Bernard Fisher Speaks at Fox Chase Cancer Center

Publication
Article
OncologyONCOLOGY Vol 12 No 1
Volume 12
Issue 1

In a lecture at Fox Chase Cancer Center, noted breast cancer researcher Bernard Fisher proclaimed his triumph against agencies that had accused him of scientific misconduct in his directorship of the National Surgical Adjuvant Breast and Bowel

In a lecture at Fox Chase Cancer Center, noted breast cancer researcher Bernard Fisher proclaimed his triumph against agencies that had accused him of scientific misconduct in his directorship of the National Surgical Adjuvant Breast and Bowel Project (NSABP). Fisher had been accused of scientific misconduct in 1994 and demoted during a tamoxifen (Nolvadex) chemoprevention trial. Fisher told the capacity crowd at Fox Chase, “What happened to me can happen to any scientist or any academician in this country.”
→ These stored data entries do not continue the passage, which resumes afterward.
//! Board routes: the visible view, columns and conversations of the
//! selected attendant.

use axum::extract::{Path, Query, State};
use axum::http::StatusCode;
use axum::response::Json;
use serde::{Deserialize, Serialize};

use crate::model::{Column, Conversation, ConversationPatch, NewConversation};
use crate::routes::ApiError;
use crate::services::board::{BoardError, MoveOutcome, RemovedColumn};
use crate::services::manager::{AttendantTransfer, BoardManager};
use crate::services::view::ViewFilter;
use crate::state::AppState;

#[derive(Debug, Serialize)]
pub struct BoardResponse {
    pub attendant_id: String,
    pub filter: ViewFilter,
    pub filtered: bool,
    pub columns: Vec<Column>,
}

pub(crate) fn board_response(manager: &BoardManager) -> BoardResponse {
    BoardResponse {
        attendant_id: manager.active_attendant().to_owned(),
        filter: manager.filter().clone(),
        filtered: manager.filter().is_active(),
        columns: manager.columns().to_vec(),
    }
}

pub(crate) fn board_error_to_status(err: &BoardError) -> StatusCode {
    match err {
        BoardError::ColumnNotFound(_)
        | BoardError::ConversationNotFound(_)
        | BoardError::AttendantNotFound(_)
        | BoardError::TagNotFound(_) => StatusCode::NOT_FOUND,
        BoardError::FirstColumnProtected(_)
        | BoardError::ConfirmationRequired { .. }
        | BoardError::DuplicateConversation(_)
        | BoardError::AttendantSelected(_) => StatusCode::CONFLICT,
        BoardError::SameAttendant(_) | BoardError::Blank(_) | BoardError::InvalidEmail(_) => StatusCode::BAD_REQUEST,
        BoardError::PermissionDenied { .. } => StatusCode::FORBIDDEN,
        BoardError::NoAttendants => StatusCode::INTERNAL_SERVER_ERROR,
    }
}

// =============================================================================
// VIEW
// =============================================================================

#[derive(Deserialize)]
pub struct SearchBody {
    #[serde(default)]
    pub query: String,
}

#[derive(Deserialize)]
pub struct FilterBody {
    pub tag_id: Option<String>,
}

/// `GET /api/board`: selected attendant, active filter, visible columns.
pub async fn get_board(State(state): State<AppState>) -> Json<BoardResponse> {
    let board = state.board.read().await;
    Json(board_response(&board))
}

/// `POST /api/board/search`: replace the view with a text search. An empty
/// query restores the unfiltered board.
pub async fn search(State(state): State<AppState>, Json(body): Json<SearchBody>) -> Json<BoardResponse> {
    let mut board = state.board.write().await;
    board.search(&body.query);
    Json(board_response(&board))
}

/// `POST /api/board/filter`: replace the view with a tag filter.
pub async fn filter(State(state): State<AppState>, Json(body): Json<FilterBody>) -> Json<BoardResponse> {
    let mut board = state.board.write().await;
    board.filter_by_tag(body.tag_id.as_deref());
    Json(board_response(&board))
}

// =============================================================================
// COLUMNS
// =============================================================================

#[derive(Deserialize)]
pub struct ColumnBody {
    pub title: String,
}

#[derive(Deserialize)]
pub struct DeleteColumnParams {
    #[serde(default)]
    pub confirm: bool,
}

/// `POST /api/columns`: append a column.
pub async fn create_column(
    State(state): State<AppState>,
    Json(body): Json<ColumnBody>,
) -> Result<(StatusCode, Json<Column>), ApiError> {
    let column = state.board.write().await.add_column(&body.title)?;
    Ok((StatusCode::CREATED, Json(column)))
}

/// `PATCH /api/columns/:id`: rename a column.
pub async fn update_column(
    State(state): State<AppState>,
    Path(column_id): Path<String>,
    Json(body): Json<ColumnBody>,
) -> Result<Json<Column>, ApiError> {
    let column = state.board.write().await.update_column(&column_id, &body.title)?;
    Ok(Json(column))
}

/// `DELETE /api/columns/:id?confirm=true`: delete a column, moving its
/// conversations to the previous one.
pub async fn delete_column(
    State(state): State<AppState>,
    Path(column_id): Path<String>,
    Query(params): Query<DeleteColumnParams>,
) -> Result<Json<RemovedColumn>, ApiError> {
    let removed = state.board.write().await.delete_column(&column_id, params.confirm)?;
    Ok(Json(removed))
}

// =============================================================================
// CONVERSATIONS
// =============================================================================

#[derive(Deserialize)]
pub struct MoveBody {
    pub column_id: String,
}

#[derive(Debug, Serialize)]
pub struct MoveResponse {
    pub moved: bool,
    pub from: Option<String>,
    pub to: String,
}

#[derive(Deserialize)]
pub struct TransferBody {
    pub attendant_id: String,
    pub column_id: String,
}

#[derive(Debug, Serialize)]
pub struct ImportResponse {
    pub imported: usize,
}

/// `POST /api/columns/:id/conversations`: add a conversation to a column.
pub async fn create_conversation(
    State(state): State<AppState>,
    Path(column_id): Path<String>,
    Json(body): Json<NewConversation>,
) -> Result<(StatusCode, Json<Conversation>), ApiError> {
    let conversation = state.board.write().await.add_conversation(&column_id, body)?;
    Ok((StatusCode::CREATED, Json(conversation)))
}

/// `POST /api/columns/:id/import`: bulk-load conversations from a channel.
pub async fn import_conversations(
    State(state): State<AppState>,
    Path(column_id): Path<String>,
    Json(body): Json<Vec<Conversation>>,
) -> Result<Json<ImportResponse>, ApiError> {
    let imported = state.board.write().await.import_conversations(&column_id, body)?;
    Ok(Json(ImportResponse { imported }))
}

/// `POST /api/conversations/:id/move`: drop a conversation on a column.
pub async fn move_conversation(
    State(state): State<AppState>,
    Path(conversation_id): Path<String>,
    Json(body): Json<MoveBody>,
) -> Result<Json<MoveResponse>, ApiError> {
    let outcome = state.board.write().await.move_conversation(&conversation_id, &body.column_id)?;
    let (moved, from) = match outcome {
        MoveOutcome::Moved { from } => (true, Some(from)),
        MoveOutcome::SameColumn | MoveOutcome::ConversationMissing => (false, None),
    };
    Ok(Json(MoveResponse { moved, from, to: body.column_id }))
}

/// `GET /api/conversations/:id`: a conversation on the selected attendant's
/// board, whether or not the current view shows it.
pub async fn get_conversation(
    State(state): State<AppState>,
    Path(conversation_id): Path<String>,
) -> Result<Json<Conversation>, ApiError> {
    let board = state.board.read().await;
    let conversation = board
        .current_board()
        .conversation(&conversation_id)
        .cloned()
        .ok_or(BoardError::ConversationNotFound(conversation_id))?;
    Ok(Json(conversation))
}

/// `POST /api/conversations/:id/open`: open a conversation, clearing unread.
pub async fn open_conversation(
    State(state): State<AppState>,
    Path(conversation_id): Path<String>,
) -> Result<Json<Conversation>, ApiError> {
    let conversation = state.board.write().await.open_conversation(&conversation_id)?;
    Ok(Json(conversation))
}

/// `PATCH /api/conversations/:id`: edit contact details, message or tags.
pub async fn update_conversation(
    State(state): State<AppState>,
    Path(conversation_id): Path<String>,
    Json(patch): Json<ConversationPatch>,
) -> Result<Json<Conversation>, ApiError> {
    let conversation = state.board.write().await.update_conversation(&conversation_id, &patch)?;
    Ok(Json(conversation))
}

/// `POST /api/conversations/:id/transfer`: hand a conversation to another
/// attendant. The conversation leaves this board; the destination board is
/// not updated.
pub async fn transfer_conversation(
    State(state): State<AppState>,
    Path(conversation_id): Path<String>,
    Json(body): Json<TransferBody>,
) -> Result<Json<AttendantTransfer>, ApiError> {
    let transfer = state
        .board
        .write()
        .await
        .change_attendant(&conversation_id, &body.attendant_id, &body.column_id)?;
    Ok(Json(transfer))
}

#[cfg(test)]
#[path = "board_test.rs"]
mod tests;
The Fox Chase appearance marked a triumphal return for Fisher, who at times received vigorous applause from the more than 200 researchers and clinicians in attendance at the day-long symposium entitled, “Toward 2000: The Clinical Spectrum of Breast Cancer.”

Fisher, now 78, had been director of the NSABP since 1967. The NSABP adjuvant therapy study helped change breast cancer treatment when it demonstrated that lumpectomy, combined with subsequent radiation therapy, was as effective in treating early stages of the disease as radical mastectomy. But in 1993, during the trial of tamoxifen as a prophylactic agent against breast cancer, the federal Office of Research Integrity (ORI) learned that a Montreal physician, Roger Poisson, had allowed several women into his section of the study who did not meet its criteria. Although the bogus data were included in the study, Fisher successfully demonstrated that the essential conclusion was unaffected.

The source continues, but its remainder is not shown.